**DATA EXTRACT**
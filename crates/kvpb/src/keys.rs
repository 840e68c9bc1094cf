//! Key type and the layout of system keys.
//!
//! User keys sort after [`LOCAL_MAX`]. Range-local keys (`\x01k`) embed the
//! user key they are addressed by; range-id local keys (`\x01i`) embed the
//! range id and hold per-replica raft and bookkeeping state.

use std::fmt;

use bytes::{BufMut, Bytes, BytesMut};
use serde::{Deserialize, Serialize};

use crate::ids::RangeId;

/// Smallest possible key.
pub const KEY_MIN: &[u8] = b"";
/// Upper bound of the addressable key space.
pub const KEY_MAX: &[u8] = b"\xff\xff";
/// Prefix shared by all local keys.
pub const LOCAL_PREFIX: &[u8] = b"\x01";
/// End of the local key space.
pub const LOCAL_MAX: &[u8] = b"\x02";

const LOCAL_RANGE_ID_PREFIX: &[u8] = b"\x01i";
const LOCAL_RANGE_PREFIX: &[u8] = b"\x01k";
const LOCAL_STORE_PREFIX: &[u8] = b"\x01s";

const RANGE_DESCRIPTOR_SUFFIX: &[u8] = b"\x00rdsc";
const RAFT_HARD_STATE_SUFFIX: &[u8] = b"rfth";
const RAFT_LOG_SUFFIX: &[u8] = b"rftl";
const RAFT_TOMBSTONE_SUFFIX: &[u8] = b"rftb";
const RAFT_TRUNCATED_STATE_SUFFIX: &[u8] = b"rftt";
const RAFT_COMMITTED_SUFFIX: &[u8] = b"rftc";
const REPLICA_STATE_SUFFIX: &[u8] = b"rsta";
const RANGE_STATS_SUFFIX: &[u8] = b"stat";

/// An ordered byte-string key.
#[derive(Clone, Default, PartialEq, Eq, PartialOrd, Ord, Hash, Serialize, Deserialize)]
pub struct Key(Bytes);

impl Key {
    /// Wrap raw bytes.
    pub fn new(bytes: impl Into<Bytes>) -> Self {
        Self(bytes.into())
    }

    /// [`KEY_MIN`].
    #[must_use]
    pub const fn min() -> Self {
        Self(Bytes::from_static(KEY_MIN))
    }

    /// [`KEY_MAX`].
    #[must_use]
    pub const fn max() -> Self {
        Self(Bytes::from_static(KEY_MAX))
    }

    /// Raw bytes.
    #[must_use]
    pub fn as_bytes(&self) -> &[u8] {
        &self.0
    }

    /// Length in bytes.
    #[must_use]
    pub fn len(&self) -> usize {
        self.0.len()
    }

    /// Whether the key is empty.
    #[must_use]
    pub fn is_empty(&self) -> bool {
        self.0.is_empty()
    }

    /// Whether the key starts with `prefix`.
    #[must_use]
    pub fn has_prefix(&self, prefix: &[u8]) -> bool {
        self.0.starts_with(prefix)
    }

    /// The smallest key sorting after this one.
    #[must_use]
    pub fn next(&self) -> Self {
        let mut buf = BytesMut::with_capacity(self.len() + 1);
        buf.put_slice(&self.0);
        buf.put_u8(0);
        Self(buf.freeze())
    }

    /// Whether this key lives in the local (non-addressable) key space.
    #[must_use]
    pub fn is_local(&self) -> bool {
        self.has_prefix(LOCAL_PREFIX)
    }
}

impl From<&'static str> for Key {
    fn from(value: &'static str) -> Self {
        Self(Bytes::from_static(value.as_bytes()))
    }
}

impl From<&[u8]> for Key {
    fn from(value: &[u8]) -> Self {
        Self(Bytes::copy_from_slice(value))
    }
}

impl From<Vec<u8>> for Key {
    fn from(value: Vec<u8>) -> Self {
        Self(Bytes::from(value))
    }
}

impl From<Bytes> for Key {
    fn from(value: Bytes) -> Self {
        Self(value)
    }
}

impl AsRef<[u8]> for Key {
    fn as_ref(&self) -> &[u8] {
        &self.0
    }
}

impl fmt::Display for Key {
    fn fmt(&self, f: &mut fmt::Formatter<'_>) -> fmt::Result {
        if self.is_empty() {
            return f.write_str("/Min");
        }
        match std::str::from_utf8(&self.0) {
            Ok(s) if s.chars().all(|c| c.is_ascii_graphic() || c == ' ') => write!(f, "\"{s}\""),
            _ => write!(f, "0x{}", hex::encode(&self.0)),
        }
    }
}

impl fmt::Debug for Key {
    fn fmt(&self, f: &mut fmt::Formatter<'_>) -> fmt::Result {
        fmt::Display::fmt(self, f)
    }
}

fn concat(parts: &[&[u8]]) -> Key {
    let mut buf = BytesMut::with_capacity(parts.iter().map(|p| p.len()).sum());
    for part in parts {
        buf.put_slice(part);
    }
    Key(buf.freeze())
}

/// Key of the range descriptor for the range starting at `start`.
#[must_use]
pub fn range_descriptor_key(start: &Key) -> Key {
    concat(&[LOCAL_RANGE_PREFIX, start.as_bytes(), RANGE_DESCRIPTOR_SUFFIX])
}

/// Prefix of every range-local key addressed by `key`.
#[must_use]
pub fn range_local_prefix(key: &Key) -> Key {
    concat(&[LOCAL_RANGE_PREFIX, key.as_bytes()])
}

/// The address of `key`: range-local keys map to the user key they embed,
/// other local keys to [`KEY_MIN`], user keys to themselves.
#[must_use]
pub fn addr(key: &Key) -> Key {
    if let Some(rest) = key.as_bytes().strip_prefix(LOCAL_RANGE_PREFIX) {
        let user = rest.strip_suffix(RANGE_DESCRIPTOR_SUFFIX).unwrap_or(rest);
        return Key::from(user);
    }
    if key.is_local() {
        return Key::min();
    }
    key.clone()
}

/// Prefix of all range-id local keys for `range_id`.
#[must_use]
pub fn range_id_prefix(range_id: RangeId) -> Key {
    concat(&[LOCAL_RANGE_ID_PREFIX, &range_id.value().to_be_bytes()])
}

fn range_id_key(range_id: RangeId, suffix: &[u8]) -> Key {
    concat(&[LOCAL_RANGE_ID_PREFIX, &range_id.value().to_be_bytes(), suffix])
}

/// Persisted raft vote.
#[must_use]
pub fn raft_hard_state_key(range_id: RangeId) -> Key {
    range_id_key(range_id, RAFT_HARD_STATE_SUFFIX)
}

/// Prefix of the raft log.
#[must_use]
pub fn raft_log_prefix(range_id: RangeId) -> Key {
    range_id_key(range_id, RAFT_LOG_SUFFIX)
}

/// A single raft log entry.
#[must_use]
pub fn raft_log_key(range_id: RangeId, index: u64) -> Key {
    concat(&[
        LOCAL_RANGE_ID_PREFIX,
        &range_id.value().to_be_bytes(),
        RAFT_LOG_SUFFIX,
        &index.to_be_bytes(),
    ])
}

/// Id of the last log entry discarded by truncation.
#[must_use]
pub fn raft_truncated_state_key(range_id: RangeId) -> Key {
    range_id_key(range_id, RAFT_TRUNCATED_STATE_SUFFIX)
}

/// Id of the last entry known committed.
#[must_use]
pub fn raft_committed_key(range_id: RangeId) -> Key {
    range_id_key(range_id, RAFT_COMMITTED_SUFFIX)
}

/// Smallest replica id still allowed for a range on this store.
#[must_use]
pub fn raft_tombstone_key(range_id: RangeId) -> Key {
    range_id_key(range_id, RAFT_TOMBSTONE_SUFFIX)
}

/// Applied replica state (descriptor, lease, applied index).
#[must_use]
pub fn replica_state_key(range_id: RangeId) -> Key {
    range_id_key(range_id, REPLICA_STATE_SUFFIX)
}

/// Persisted aggregate MVCC statistics.
#[must_use]
pub fn range_stats_key(range_id: RangeId) -> Key {
    range_id_key(range_id, RANGE_STATS_SUFFIX)
}

/// Start of the range-id local key space.
#[must_use]
pub fn local_range_id_min() -> Key {
    Key::from(LOCAL_RANGE_ID_PREFIX)
}

/// End of the range-id local key space.
#[must_use]
pub fn local_range_id_max() -> Key {
    Key::from(&b"\x01j"[..])
}

/// Store identity record.
#[must_use]
pub fn store_ident_key() -> Key {
    concat(&[LOCAL_STORE_PREFIX, b"iden"])
}

/// Parse a replica state key back into its range id.
#[must_use]
pub fn decode_replica_state_key(key: &Key) -> Option<RangeId> {
    let rest = key.as_bytes().strip_prefix(LOCAL_RANGE_ID_PREFIX)?;
    let (id, suffix) = rest.split_at_checked(8)?;
    if suffix != REPLICA_STATE_SUFFIX {
        return None;
    }
    let id = u64::from_be_bytes(id.try_into().ok()?);
    Some(RangeId::new(id))
}

/// Parse a tombstone key back into its range id.
#[must_use]
pub fn decode_tombstone_key(key: &Key) -> Option<RangeId> {
    let rest = key.as_bytes().strip_prefix(LOCAL_RANGE_ID_PREFIX)?;
    let (id, suffix) = rest.split_at_checked(8)?;
    if suffix != RAFT_TOMBSTONE_SUFFIX {
        return None;
    }
    let id = u64::from_be_bytes(id.try_into().ok()?);
    Some(RangeId::new(id))
}

#[cfg(test)]
mod tests {
    use super::*;

    #[test]
    fn descriptor_key_addresses_its_start_key() {
        let start = Key::from("m");
        assert_eq!(addr(&range_descriptor_key(&start)), start);
        assert_eq!(addr(&range_descriptor_key(&Key::min())), Key::min());
    }

    #[test]
    fn user_keys_address_themselves() {
        let key = Key::from("apple");
        assert_eq!(addr(&key), key);
    }

    #[test]
    fn range_id_keys_sort_within_local_span() {
        let key = replica_state_key(RangeId::new(7));
        assert!(key >= local_range_id_min() && key < local_range_id_max());
        assert!(key.as_bytes() < LOCAL_MAX);
        assert_eq!(decode_replica_state_key(&key), Some(RangeId::new(7)));
        assert_eq!(decode_replica_state_key(&raft_hard_state_key(RangeId::new(7))), None);
    }

    #[test]
    fn log_keys_sort_by_index() {
        let rid = RangeId::new(1);
        assert!(raft_log_key(rid, 9) < raft_log_key(rid, 10));
        assert!(raft_log_key(rid, 10).has_prefix(raft_log_prefix(rid).as_bytes()));
    }

    #[test]
    fn range_local_keys_stay_below_local_max() {
        let desc_key = range_descriptor_key(&Key::min());
        assert!(desc_key >= range_local_prefix(&Key::min()));
        assert!(desc_key < range_local_prefix(&Key::max()));
        assert!(range_local_prefix(&Key::max()).as_bytes() < LOCAL_MAX);
    }

    #[test]
    fn display_is_readable() {
        assert_eq!(Key::from("abc").to_string(), "\"abc\"");
        assert_eq!(Key::min().to_string(), "/Min");
        assert_eq!(Key::max().to_string(), "0xffff");
    }
}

**EXERCISE AIM**
Pull out the lines above in which the word "space" appears.

**YOUR RESPONSE**
/// Upper bound of the addressable key space.
/// End of the local key space.
    /// Whether this key lives in the local (non-addressable) key space.
/// Start of the range-id local key space.
/// End of the range-id local key space.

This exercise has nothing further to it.